§ Your instructions: The answer should consist of each line from the data below that includes "CategoryIndex".

+===+

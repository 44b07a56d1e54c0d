//! The CSV -> COCO conversion pipeline.
//!
//! One sequential pass over one in-memory table:
//!
//! 1. load and check the source ([`crate::ir::io_source_csv`])
//! 2. index categories ([`CategoryIndex`])
//! 3. index images ([`ImageIndex`])
//! 4. build annotations ([`build_annotations`])
//!
//! Steps 2-4 cannot fail; rows they cannot use are dropped and recorded in
//! the [`ConversionReport`] returned with the document. Saving is a separate
//! step ([`save`]) so a failed write never discards a finished conversion.

mod annotations;
mod categories;
mod images;
mod options;
pub mod report;
mod reporter;

pub use annotations::build_annotations;
pub use categories::CategoryIndex;
pub use images::ImageIndex;
pub use options::{ConvertOptions, DEFAULT_IMAGE_HEIGHT, DEFAULT_IMAGE_WIDTH};
pub use report::{
    ConversionCounts, ConversionIssue, ConversionIssueCode, ConversionReport, ConversionSeverity,
};
pub use reporter::{Reporter, TracingReporter};

use std::collections::BTreeMap;
use std::path::Path;

use crate::error::Csv2CocoError;
use crate::ir::io_coco_json::write_coco_json;
use crate::ir::io_source_csv::read_source_csv;
use crate::ir::{CocoDocument, DocumentInfo, License, SourceRow, SourceTable};

/// A finished conversion: the document and what was dropped on the way.
#[derive(Clone, Debug)]
pub struct ConversionOutcome {
    pub document: CocoDocument,
    pub report: ConversionReport,
}

/// Loads `path` and converts it.
///
/// # Errors
/// Fails only if the source cannot be loaded (unreadable, missing columns,
/// no data rows). The failure is also passed to `reporter`.
pub fn convert_csv(
    path: &Path,
    options: &ConvertOptions,
    reporter: &mut dyn Reporter,
) -> Result<ConversionOutcome, Csv2CocoError> {
    reporter.progress(&format!("Starting conversion of {}", path.display()));

    let table = match read_source_csv(path, options.delimiter) {
        Ok(table) => table,
        Err(err) => {
            reporter.failure(&err);
            return Err(err);
        }
    };

    Ok(convert_table(&table, options, reporter))
}

/// Converts an already loaded table. Never fails.
pub fn convert_table(
    table: &SourceTable,
    options: &ConvertOptions,
    reporter: &mut dyn Reporter,
) -> ConversionOutcome {
    let stamp = options.timestamp();
    reporter.progress(&format!(
        "Loaded {} row(s) from {}",
        table.len(),
        table.source_name
    ));

    let categories = CategoryIndex::build(table, &stamp);
    reporter.progress(&format!("Indexed {} category(ies)", categories.len()));

    let images = ImageIndex::build(table, options);
    reporter.progress(&format!("Indexed {} image(s)", images.len()));

    let mut report = ConversionReport::new(&table.source_name, table.len());
    let annotations =
        build_annotations(table, &categories, &images, &stamp, &mut report, reporter);

    report.output = ConversionCounts {
        images: images.len(),
        categories: categories.len(),
        annotations: annotations.len(),
    };
    reporter.progress(&format!(
        "Built {} annotation(s), dropped {} row(s)",
        report.output.annotations,
        report.dropped_rows()
    ));

    let document = CocoDocument {
        info: DocumentInfo::new(table.source_name.as_str(), options.year(), stamp),
        licenses: vec![License::attribution_non_commercial()],
        images: images.into_images(),
        annotations,
        categories: categories.into_categories(),
    };

    ConversionOutcome { document, report }
}

/// Writes `document` to `path`; see [`write_coco_json`].
pub fn save(path: &Path, document: &CocoDocument) -> Result<(), Csv2CocoError> {
    write_coco_json(path, document)?;
    tracing::info!("Saved COCO document to {}", path.display());
    Ok(())
}

/// Rows per distinct non-blank key, in ascending key order.
fn tally<'a, F>(rows: &'a [SourceRow], key: F) -> BTreeMap<&'a str, usize>
where
    F: Fn(&'a SourceRow) -> &'a str,
{
    let mut counts = BTreeMap::new();
    for row in rows {
        let name = key(row);
        if !name.is_empty() {
            *counts.entry(name).or_insert(0) += 1;
        }
    }
    counts
}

+===+

§ Written response:
//! 2. index categories ([`CategoryIndex`])
pub use categories::CategoryIndex;
    let categories = CategoryIndex::build(table, &stamp);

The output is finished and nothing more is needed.